* Task brief
Go through the records and give the number of lines that include "write", with nothing else.

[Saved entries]
# # # #

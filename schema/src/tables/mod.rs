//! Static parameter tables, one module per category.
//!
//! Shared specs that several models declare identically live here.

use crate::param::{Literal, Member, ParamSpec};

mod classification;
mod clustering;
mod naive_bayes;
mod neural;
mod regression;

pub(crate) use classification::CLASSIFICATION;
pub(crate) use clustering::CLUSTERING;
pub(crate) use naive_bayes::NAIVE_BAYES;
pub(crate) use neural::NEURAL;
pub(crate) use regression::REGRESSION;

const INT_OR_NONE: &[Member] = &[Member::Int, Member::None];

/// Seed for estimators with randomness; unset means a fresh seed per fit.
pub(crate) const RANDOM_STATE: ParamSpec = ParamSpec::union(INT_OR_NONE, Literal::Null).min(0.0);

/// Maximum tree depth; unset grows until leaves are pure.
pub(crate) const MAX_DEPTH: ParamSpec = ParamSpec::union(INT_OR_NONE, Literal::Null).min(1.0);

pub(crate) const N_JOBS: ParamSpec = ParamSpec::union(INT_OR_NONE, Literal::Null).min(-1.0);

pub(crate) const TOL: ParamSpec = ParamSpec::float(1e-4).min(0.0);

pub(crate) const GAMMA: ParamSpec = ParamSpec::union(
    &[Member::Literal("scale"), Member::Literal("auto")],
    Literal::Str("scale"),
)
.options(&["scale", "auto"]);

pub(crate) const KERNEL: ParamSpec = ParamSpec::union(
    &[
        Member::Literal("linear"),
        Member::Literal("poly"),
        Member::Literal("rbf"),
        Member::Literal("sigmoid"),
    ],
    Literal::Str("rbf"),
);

# # # #

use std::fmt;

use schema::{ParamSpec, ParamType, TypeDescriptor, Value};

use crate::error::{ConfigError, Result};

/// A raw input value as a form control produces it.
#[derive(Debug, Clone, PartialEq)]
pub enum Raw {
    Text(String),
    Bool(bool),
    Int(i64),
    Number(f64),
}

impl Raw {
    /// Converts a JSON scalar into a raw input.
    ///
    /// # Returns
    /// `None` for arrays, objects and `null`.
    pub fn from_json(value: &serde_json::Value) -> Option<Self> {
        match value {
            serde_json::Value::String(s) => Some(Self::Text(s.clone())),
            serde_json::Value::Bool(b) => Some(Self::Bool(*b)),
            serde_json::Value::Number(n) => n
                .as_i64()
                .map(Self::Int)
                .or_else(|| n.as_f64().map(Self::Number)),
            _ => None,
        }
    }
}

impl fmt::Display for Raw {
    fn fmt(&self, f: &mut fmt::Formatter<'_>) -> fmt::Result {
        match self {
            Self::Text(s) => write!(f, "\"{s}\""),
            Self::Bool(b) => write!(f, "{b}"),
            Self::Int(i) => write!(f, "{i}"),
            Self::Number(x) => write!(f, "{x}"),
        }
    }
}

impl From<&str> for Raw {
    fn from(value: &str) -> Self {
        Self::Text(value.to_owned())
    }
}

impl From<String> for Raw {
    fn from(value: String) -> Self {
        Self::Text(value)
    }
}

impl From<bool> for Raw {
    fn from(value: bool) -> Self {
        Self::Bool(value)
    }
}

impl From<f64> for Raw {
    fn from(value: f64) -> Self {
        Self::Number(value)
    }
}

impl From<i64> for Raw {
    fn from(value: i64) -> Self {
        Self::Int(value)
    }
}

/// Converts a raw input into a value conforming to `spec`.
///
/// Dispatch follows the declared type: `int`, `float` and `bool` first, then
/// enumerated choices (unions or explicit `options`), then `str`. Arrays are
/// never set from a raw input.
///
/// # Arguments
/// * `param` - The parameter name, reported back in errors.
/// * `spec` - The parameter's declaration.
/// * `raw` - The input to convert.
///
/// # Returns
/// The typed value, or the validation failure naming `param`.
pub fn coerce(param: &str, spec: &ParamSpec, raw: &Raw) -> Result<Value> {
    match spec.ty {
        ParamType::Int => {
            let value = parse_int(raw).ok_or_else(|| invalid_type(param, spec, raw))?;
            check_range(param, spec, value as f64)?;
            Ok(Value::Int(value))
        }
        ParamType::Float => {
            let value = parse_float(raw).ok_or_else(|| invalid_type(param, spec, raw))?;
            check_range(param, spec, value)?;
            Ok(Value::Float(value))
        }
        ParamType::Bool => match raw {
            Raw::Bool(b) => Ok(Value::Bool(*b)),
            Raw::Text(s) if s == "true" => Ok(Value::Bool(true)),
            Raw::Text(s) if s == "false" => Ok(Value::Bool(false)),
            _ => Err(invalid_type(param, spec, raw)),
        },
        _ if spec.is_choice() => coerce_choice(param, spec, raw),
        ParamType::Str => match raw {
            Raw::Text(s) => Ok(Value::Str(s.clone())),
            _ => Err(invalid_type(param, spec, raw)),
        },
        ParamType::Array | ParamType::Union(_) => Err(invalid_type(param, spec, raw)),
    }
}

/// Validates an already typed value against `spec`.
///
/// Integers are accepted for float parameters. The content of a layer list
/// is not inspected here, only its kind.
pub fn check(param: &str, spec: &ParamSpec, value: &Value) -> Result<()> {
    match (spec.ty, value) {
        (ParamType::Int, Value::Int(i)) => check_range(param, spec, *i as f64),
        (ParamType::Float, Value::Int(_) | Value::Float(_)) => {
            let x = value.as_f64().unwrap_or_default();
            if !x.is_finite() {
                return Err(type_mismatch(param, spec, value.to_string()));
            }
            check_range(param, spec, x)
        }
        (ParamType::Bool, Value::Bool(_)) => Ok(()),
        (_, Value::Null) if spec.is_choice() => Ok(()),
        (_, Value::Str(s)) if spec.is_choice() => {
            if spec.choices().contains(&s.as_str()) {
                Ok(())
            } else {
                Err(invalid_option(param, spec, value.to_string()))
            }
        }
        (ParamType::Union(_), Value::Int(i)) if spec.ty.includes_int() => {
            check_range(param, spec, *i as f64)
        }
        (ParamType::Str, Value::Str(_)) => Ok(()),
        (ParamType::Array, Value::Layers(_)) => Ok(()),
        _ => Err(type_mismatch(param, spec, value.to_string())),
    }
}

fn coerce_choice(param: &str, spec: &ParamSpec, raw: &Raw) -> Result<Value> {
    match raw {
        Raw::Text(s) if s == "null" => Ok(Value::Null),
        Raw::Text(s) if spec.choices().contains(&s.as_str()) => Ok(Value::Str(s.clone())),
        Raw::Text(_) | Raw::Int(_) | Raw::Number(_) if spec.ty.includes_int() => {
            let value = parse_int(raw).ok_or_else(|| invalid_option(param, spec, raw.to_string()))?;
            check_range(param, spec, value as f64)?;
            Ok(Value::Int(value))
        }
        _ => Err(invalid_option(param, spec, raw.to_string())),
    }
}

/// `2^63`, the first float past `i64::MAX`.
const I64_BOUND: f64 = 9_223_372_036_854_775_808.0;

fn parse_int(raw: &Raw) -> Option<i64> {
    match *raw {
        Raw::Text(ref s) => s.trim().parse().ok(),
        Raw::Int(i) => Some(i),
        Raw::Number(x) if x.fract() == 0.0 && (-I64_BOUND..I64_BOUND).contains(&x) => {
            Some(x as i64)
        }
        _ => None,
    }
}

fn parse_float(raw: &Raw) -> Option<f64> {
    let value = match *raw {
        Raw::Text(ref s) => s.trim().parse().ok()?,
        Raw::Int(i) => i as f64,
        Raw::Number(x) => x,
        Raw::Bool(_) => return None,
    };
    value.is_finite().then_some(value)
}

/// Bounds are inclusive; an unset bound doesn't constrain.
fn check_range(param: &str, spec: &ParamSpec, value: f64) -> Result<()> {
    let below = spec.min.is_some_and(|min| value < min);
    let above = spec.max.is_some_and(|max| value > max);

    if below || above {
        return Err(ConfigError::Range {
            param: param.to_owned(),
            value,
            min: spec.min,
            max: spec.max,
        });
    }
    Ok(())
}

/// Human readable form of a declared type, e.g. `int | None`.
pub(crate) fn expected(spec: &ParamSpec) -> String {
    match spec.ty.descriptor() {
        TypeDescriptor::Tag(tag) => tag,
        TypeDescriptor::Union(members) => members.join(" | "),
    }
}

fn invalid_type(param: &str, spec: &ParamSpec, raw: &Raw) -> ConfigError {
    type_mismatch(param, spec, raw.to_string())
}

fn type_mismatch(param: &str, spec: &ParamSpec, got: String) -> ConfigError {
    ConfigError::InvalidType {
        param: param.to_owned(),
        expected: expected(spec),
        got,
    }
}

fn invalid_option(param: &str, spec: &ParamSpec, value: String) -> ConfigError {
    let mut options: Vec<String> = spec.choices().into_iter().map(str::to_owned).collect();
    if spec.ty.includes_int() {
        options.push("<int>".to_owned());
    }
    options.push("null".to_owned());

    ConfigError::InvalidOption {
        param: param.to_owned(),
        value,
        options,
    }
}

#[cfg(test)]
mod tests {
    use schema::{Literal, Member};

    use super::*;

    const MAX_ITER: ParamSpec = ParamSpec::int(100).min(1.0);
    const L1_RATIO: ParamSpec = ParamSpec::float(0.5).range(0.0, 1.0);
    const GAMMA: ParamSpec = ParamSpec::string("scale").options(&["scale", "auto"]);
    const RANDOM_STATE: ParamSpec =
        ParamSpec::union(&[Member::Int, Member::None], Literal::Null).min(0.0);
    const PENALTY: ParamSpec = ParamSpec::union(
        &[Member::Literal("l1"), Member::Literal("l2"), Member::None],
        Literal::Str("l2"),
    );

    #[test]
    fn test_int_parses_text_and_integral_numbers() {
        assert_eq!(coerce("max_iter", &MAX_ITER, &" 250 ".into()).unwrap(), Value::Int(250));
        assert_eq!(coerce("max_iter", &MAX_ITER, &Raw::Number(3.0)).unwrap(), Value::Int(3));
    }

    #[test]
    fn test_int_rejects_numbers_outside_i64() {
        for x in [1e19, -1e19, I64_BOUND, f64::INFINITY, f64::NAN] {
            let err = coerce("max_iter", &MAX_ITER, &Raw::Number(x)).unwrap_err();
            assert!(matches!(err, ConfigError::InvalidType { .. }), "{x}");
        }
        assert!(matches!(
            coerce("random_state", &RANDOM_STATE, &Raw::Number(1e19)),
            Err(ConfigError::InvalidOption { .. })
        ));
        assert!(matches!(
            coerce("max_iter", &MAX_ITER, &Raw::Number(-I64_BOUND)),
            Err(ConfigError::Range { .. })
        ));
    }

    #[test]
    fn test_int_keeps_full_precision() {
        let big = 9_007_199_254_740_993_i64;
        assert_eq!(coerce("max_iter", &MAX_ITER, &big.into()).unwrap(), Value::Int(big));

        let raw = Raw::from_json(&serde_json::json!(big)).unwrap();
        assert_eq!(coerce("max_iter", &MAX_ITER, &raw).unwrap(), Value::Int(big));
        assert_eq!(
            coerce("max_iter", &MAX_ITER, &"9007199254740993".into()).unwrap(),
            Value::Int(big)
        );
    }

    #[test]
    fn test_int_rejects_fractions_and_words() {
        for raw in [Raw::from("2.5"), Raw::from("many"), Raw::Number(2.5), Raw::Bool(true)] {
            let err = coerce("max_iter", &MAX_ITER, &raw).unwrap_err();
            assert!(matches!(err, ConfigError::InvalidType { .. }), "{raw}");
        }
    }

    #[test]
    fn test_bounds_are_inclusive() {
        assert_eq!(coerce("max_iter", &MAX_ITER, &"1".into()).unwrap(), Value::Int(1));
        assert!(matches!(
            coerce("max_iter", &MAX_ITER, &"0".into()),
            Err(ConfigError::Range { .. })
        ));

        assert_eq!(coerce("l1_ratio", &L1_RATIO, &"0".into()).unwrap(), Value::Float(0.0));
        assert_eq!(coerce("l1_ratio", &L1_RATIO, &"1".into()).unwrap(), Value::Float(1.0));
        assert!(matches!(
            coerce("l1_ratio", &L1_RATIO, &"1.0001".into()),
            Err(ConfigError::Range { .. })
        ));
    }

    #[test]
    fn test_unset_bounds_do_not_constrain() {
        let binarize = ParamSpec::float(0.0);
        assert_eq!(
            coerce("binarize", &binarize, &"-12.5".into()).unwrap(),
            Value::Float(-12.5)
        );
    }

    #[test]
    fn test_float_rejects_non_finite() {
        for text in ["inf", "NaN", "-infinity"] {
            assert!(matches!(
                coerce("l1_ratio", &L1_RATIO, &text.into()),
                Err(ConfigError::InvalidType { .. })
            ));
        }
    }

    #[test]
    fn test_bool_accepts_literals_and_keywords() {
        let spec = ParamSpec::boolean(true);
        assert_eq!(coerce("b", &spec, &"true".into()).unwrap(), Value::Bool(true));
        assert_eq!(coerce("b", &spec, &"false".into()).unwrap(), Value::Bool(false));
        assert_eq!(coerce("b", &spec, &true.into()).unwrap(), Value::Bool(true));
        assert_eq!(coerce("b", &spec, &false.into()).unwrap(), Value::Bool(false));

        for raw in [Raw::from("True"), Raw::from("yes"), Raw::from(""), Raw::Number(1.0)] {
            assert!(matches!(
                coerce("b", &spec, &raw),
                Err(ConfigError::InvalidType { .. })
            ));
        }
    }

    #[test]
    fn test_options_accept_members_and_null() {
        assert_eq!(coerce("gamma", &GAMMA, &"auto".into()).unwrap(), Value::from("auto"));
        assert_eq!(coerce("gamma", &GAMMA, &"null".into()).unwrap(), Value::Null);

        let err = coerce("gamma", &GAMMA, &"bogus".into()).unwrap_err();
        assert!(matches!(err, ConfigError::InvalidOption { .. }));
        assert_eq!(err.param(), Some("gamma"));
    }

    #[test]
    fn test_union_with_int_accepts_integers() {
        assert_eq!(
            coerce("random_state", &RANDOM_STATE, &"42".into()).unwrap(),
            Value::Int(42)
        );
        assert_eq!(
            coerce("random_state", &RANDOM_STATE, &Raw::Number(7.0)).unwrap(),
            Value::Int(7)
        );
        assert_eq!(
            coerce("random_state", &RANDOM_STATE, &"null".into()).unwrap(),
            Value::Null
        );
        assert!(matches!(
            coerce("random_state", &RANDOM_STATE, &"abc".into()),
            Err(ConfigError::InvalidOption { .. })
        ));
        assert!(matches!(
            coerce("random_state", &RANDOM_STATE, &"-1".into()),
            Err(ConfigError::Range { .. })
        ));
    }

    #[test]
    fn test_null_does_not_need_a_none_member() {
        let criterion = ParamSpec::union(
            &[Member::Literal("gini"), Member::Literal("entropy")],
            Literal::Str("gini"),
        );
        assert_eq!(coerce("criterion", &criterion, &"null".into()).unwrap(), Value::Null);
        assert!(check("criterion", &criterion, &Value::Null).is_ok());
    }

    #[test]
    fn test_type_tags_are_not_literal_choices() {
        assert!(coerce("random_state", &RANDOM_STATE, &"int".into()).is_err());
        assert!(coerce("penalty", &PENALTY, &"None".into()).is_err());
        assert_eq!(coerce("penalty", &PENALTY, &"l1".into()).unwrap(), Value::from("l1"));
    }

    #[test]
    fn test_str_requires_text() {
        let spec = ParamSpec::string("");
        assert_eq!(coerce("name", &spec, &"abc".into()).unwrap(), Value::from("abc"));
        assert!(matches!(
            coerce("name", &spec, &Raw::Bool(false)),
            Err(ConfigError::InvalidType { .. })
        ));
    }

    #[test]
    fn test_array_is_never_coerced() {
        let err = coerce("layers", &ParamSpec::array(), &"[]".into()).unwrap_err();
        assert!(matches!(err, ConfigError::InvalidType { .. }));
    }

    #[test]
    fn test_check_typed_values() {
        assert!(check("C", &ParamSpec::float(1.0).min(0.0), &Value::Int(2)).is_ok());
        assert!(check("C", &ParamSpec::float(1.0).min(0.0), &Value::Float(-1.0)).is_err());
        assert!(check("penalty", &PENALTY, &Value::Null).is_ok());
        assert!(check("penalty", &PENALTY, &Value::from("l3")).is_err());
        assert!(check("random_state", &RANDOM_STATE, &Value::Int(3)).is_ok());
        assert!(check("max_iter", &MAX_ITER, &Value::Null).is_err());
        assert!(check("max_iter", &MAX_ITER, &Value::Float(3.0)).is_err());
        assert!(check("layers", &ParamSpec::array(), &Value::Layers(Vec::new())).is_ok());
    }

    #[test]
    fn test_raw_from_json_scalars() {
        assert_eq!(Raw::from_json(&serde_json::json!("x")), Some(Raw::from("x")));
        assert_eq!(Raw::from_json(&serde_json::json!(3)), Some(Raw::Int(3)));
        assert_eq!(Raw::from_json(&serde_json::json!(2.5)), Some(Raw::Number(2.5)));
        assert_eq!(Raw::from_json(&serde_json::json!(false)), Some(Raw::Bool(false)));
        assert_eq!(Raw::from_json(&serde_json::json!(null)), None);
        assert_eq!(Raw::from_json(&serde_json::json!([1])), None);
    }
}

# # # #

* Response area
4